Rotation is performed in ZYX order, which is used by some commercial 3D editors
Since this operation rotates a matrix that potentially already contains rotations, the new rotation is performed first, followed by the rotation already contained within the specified matrix elements. If the matrix rotations were performed first, the new rotation would be performed in the rotated coordinate system defined by the matrix.
In mathematical terms, the incoming rotation is converted to matrix form, and is left-multiplied to the specified matrix elements.
static void CC3Matrix4x3ScaleBy | ( | CC3Matrix4x3 * | mtx, |
CC3Vector | aScale | ||
) | [inline, static] |
Scales the specified matrix in three dimensions by the specified scaling vector.
Non-uniform scaling can be achieved by specifying different values for each element of the scaling vector.
static CC3Vector4 CC3Matrix4x3TransformCC3Vector4 | ( | const CC3Matrix4x3 * | mtx, |
CC3Vector4 | v | ||
) | [inline, static] |
Transforms the specified 4D vector using the specified matrix, and returns the transformed vector.
The specified matrix and the original specified vector remain unchanged.
static void CC3Matrix4x3TranslateBy | ( | CC3Matrix4x3 * | mtx, |
CC3Vector | aTranslation | ||
) | [inline, static] |
Translates the specified matrix in three dimensions by the specified translation vector.
static void CC3Matrix4x3Transpose | ( | CC3Matrix4x3 * | mtx ) | [inline, static] |
Transposes the specified matrix.
The contents of the matrix are changed.
Since a 4x3 matrix is not square, transposing an affine matrix will result in the contents of the fourth column being lost. After the transposition, the contents of both the forth column and the (implied) fourth row will contain (0,0,0,1).

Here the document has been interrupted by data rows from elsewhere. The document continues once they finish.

fn diff_publication_in_place(old: &Publication, new: &Publication, out: &mut Vec<Change>) {
    // Tables are keyed by (schema, name); a changed column list or row
    // filter replaces that entry
    let old_tables: BTreeMap<(String, String), &crate::model::PublicationTable> = old
        .tables
        .iter()
        .map(|t| ((t.schema.clone(), t.name.clone()), t))
        .collect();
    let new_tables: BTreeMap<(String, String), &crate::model::PublicationTable> = new
        .tables
        .iter()
        .map(|t| ((t.schema.clone(), t.name.clone()), t))
        .collect();

    let mut added = Vec::new();
    let mut removed = Vec::new();
    for (key, table) in &new_tables {
        match old_tables.get(key) {
            None => added.push((*table).clone()),
            Some(old_table) if old_table != table => {
                removed.push((key.0.clone(), key.1.clone()));
                added.push((*table).clone());
            }
            Some(_) => {}
        }
    }
    for (key, _) in &old_tables {
        if !new_tables.contains_key(key) {
            removed.push((key.0.clone(), key.1.clone()));
        }
    }
    if !removed.is_empty() {
        out.push(
            PublicationChange::DropTables {
                name: new.name.clone(),
                tables: removed,
            }
            .into(),
        );
    }
    if !added.is_empty() {
        out.push(
            PublicationChange::AddTables {
                name: new.name.clone(),
                tables: added,
            }
            .into(),
        );
    }

    let added_schemas: Vec<String> = new
        .schemas
        .iter()
        .filter(|s| !old.schemas.contains(s))
        .cloned()
        .collect();
    let removed_schemas: Vec<String> = old
        .schemas
        .iter()
        .filter(|s| !new.schemas.contains(s))
        .cloned()
        .collect();
    if !removed_schemas.is_empty() {
        out.push(
            PublicationChange::DropSchemas {
                name: new.name.clone(),
                schemas: removed_schemas,
            }
            .into(),
        );
    }
    if !added_schemas.is_empty() {
        out.push(
            PublicationChange::AddSchemas {
                name: new.name.clone(),
                schemas: added_schemas,
            }
            .into(),
        );
    }

    let publish_changed = old.publish_insert != new.publish_insert
        || old.publish_update != new.publish_update
        || old.publish_delete != new.publish_delete
        || old.publish_truncate != new.publish_truncate;
    let via_root_changed = old.publish_via_partition_root != new.publish_via_partition_root;
    if publish_changed || via_root_changed {
        let mut operations = Vec::new();
        if new.publish_insert {
            operations.push("insert");
        }
        if new.publish_update {
            operations.push("update");
        }
        if new.publish_delete {
            operations.push("delete");
        }
        if new.publish_truncate {
            operations.push("truncate");
        }
        out.push(
            PublicationChange::SetOptions {
                name: new.name.clone(),
                publish: publish_changed.then(|| operations.join(", ")),
                publish_via_partition_root: via_root_changed
                    .then_some(new.publish_via_partition_root),
            }
            .into(),
        );
    }

    if old.owner != new.owner {
        out.push(
            PublicationChange::ChangeOwner {
                name: new.name.clone(),
                owner: new.owner.clone(),
            }
            .into(),
        );
    }
    if let Some(change) = comment_diff(
        SqlObjectRef::Publication { name: new.name.clone() },
        &old.comment,
        &new.comment,
    ) {
        out.push(change);
    }
}
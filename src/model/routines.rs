//! Functions, procedures and aggregates.

use serde::{Deserialize, Serialize};

use super::{AclEntry, SchemaEntity};
use crate::ident::StableId;

#[derive(Debug, Clone, Copy, PartialEq, Eq, Serialize, Deserialize)]
#[serde(rename_all = "snake_case")]
pub enum RoutineKind {
    Function,
    Procedure,
}

#[derive(Debug, Clone, Copy, PartialEq, Eq, Default, Serialize, Deserialize)]
#[serde(rename_all = "snake_case")]
pub enum Volatility {
    #[default]
    Volatile,
    Stable,
    Immutable,
}

#[derive(Debug, Clone, Copy, PartialEq, Eq, Default, Serialize, Deserialize)]
#[serde(rename_all = "snake_case")]
pub enum ParallelSafety {
    #[default]
    Unsafe,
    Restricted,
    Safe,
}

/// A function or procedure. The `definition` field is the complete
/// `CREATE …` statement as the server prints it; serialization only
/// renormalizes the leading keywords.
#[derive(Debug, Clone, PartialEq, Serialize, Deserialize)]
pub struct Routine {
    pub schema: String,
    pub name: String,
    pub kind: RoutineKind,
    /// Identity argument list, e.g. `integer, text`.
    pub identity_arguments: String,
    #[serde(default)]
    pub return_type: Option<String>,
    pub language: String,
    #[serde(default)]
    pub volatility: Volatility,
    #[serde(default)]
    pub security_definer: bool,
    #[serde(default)]
    pub parallel: ParallelSafety,
    #[serde(default)]
    pub strict: bool,
    #[serde(default)]
    pub leakproof: bool,
    pub definition: String,
    #[serde(default)]
    pub argument_types: Vec<String>,
    pub owner: String,
    #[serde(default)]
    pub comment: Option<String>,
    #[serde(default)]
    pub privileges: Vec<AclEntry>,
}

impl SchemaEntity for Routine {
    fn stable_id(&self) -> StableId {
        match self.kind {
            RoutineKind::Function => {
                StableId::function(&self.schema, &self.name, &self.identity_arguments)
            }
            RoutineKind::Procedure => {
                StableId::procedure(&self.schema, &self.name, &self.identity_arguments)
            }
        }
    }
}

/// `aggkind` from `pg_aggregate`.
#[derive(Debug, Clone, Copy, PartialEq, Eq, Default, Serialize, Deserialize)]
#[serde(rename_all = "snake_case")]
pub enum AggregateKind {
    #[default]
    Normal,
    Ordered,
    Hypothetical,
}

#[derive(Debug, Clone, PartialEq, Serialize, Deserialize)]
pub struct Aggregate {
    pub schema: String,
    pub name: String,
    pub identity_arguments: String,
    #[serde(default)]
    pub argument_types: Vec<String>,
    pub return_type: String,
    pub transition_function: String,
    pub state_data_type: String,
    #[serde(default)]
    pub final_function: Option<String>,
    /// `r` = read-only (the default, omitted on output), `s` = shareable,
    /// `w` = read-write.
    #[serde(default)]
    pub final_modify: Option<char>,
    #[serde(default)]
    pub combine_function: Option<String>,
    #[serde(default)]
    pub serial_function: Option<String>,
    #[serde(default)]
    pub deserial_function: Option<String>,
    #[serde(default)]
    pub moving_transition_function: Option<String>,
    #[serde(default)]
    pub moving_inverse_function: Option<String>,
    #[serde(default)]
    pub moving_state_data_type: Option<String>,
    #[serde(default)]
    pub moving_final_function: Option<String>,
    #[serde(default)]
    pub sort_operator: Option<String>,
    #[serde(default)]
    pub initial_condition: Option<String>,
    #[serde(default)]
    pub moving_initial_condition: Option<String>,
    #[serde(default)]
    pub parallel: ParallelSafety,
    #[serde(default)]
    pub kind: AggregateKind,
    pub owner: String,
    #[serde(default)]
    pub comment: Option<String>,
    #[serde(default)]
    pub privileges: Vec<AclEntry>,
}

impl SchemaEntity for Aggregate {
    fn stable_id(&self) -> StableId {
        StableId::aggregate(&self.schema, &self.name, &self.identity_arguments)
    }
}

If this is not the desired result, use the contents of this matrix to populate a CC3Matrix4x4 structure, and take the transpose of that matrix.
static CC3Vector4 CC3Vector4FromCC3Matrix4x3Col | ( | const CC3Matrix4x3 * | mtx, |
NSUInteger | colIdx | ||
) | [inline, static] |
Returns the column at the specified index from the specified matrix, as a 4D vector suitable for use in use with a 4x4 matrix.
The W component of the returned vector will be zero for the first three columns, and one for the fourth column.
In keeping with matrix math terminology, the index is one-based. The first column of the matrix has an index of one.
static CC3Vector4 CC3Vector4FromCC3Matrix4x3Row | ( | const CC3Matrix4x3 * | mtx, |
NSUInteger | rowIdx | ||
) | [inline, static] |
Returns the row at the specified index from the specified matrix, as a 4D vector suitable for use in use with a 4x4 matrix.
In keeping with matrix math terminology, the index is one-based. The first column of the matrix has an index of one.
static CC3Vector CC3VectorFromCC3Matrix4x3Col | ( | const CC3Matrix4x3 * | mtx, |
NSUInteger | colIdx | ||
) | [inline, static] |
Returns the column at the specified index from the specified matrix, as a 3D vector suitable for use in use with a 3x3 matrix.
In keeping with matrix math terminology, the index is one-based. The first column of the matrix has an index of one.
static CC3Vector CC3VectorFromCC3Matrix4x3Row | ( | const CC3Matrix4x3 * | mtx, |
NSUInteger | rowIdx | ||
) | [inline, static] |
Returns the row at the specified index from the specified matrix, as a 3D vector suitable for use in use with a 3x3 matrix.
The returned vector contains the first 3 elements of the row.
In keeping with matrix math terminology, the index is one-based. The first column of the matrix has an index of one.
static NSString* NSStringFromCC3Matrix4x3 | ( | CC3Matrix4x3 * | mtxPtr ) | [inline, static] |
Returns a string description of the specified CC3Matrix4x3, including contents.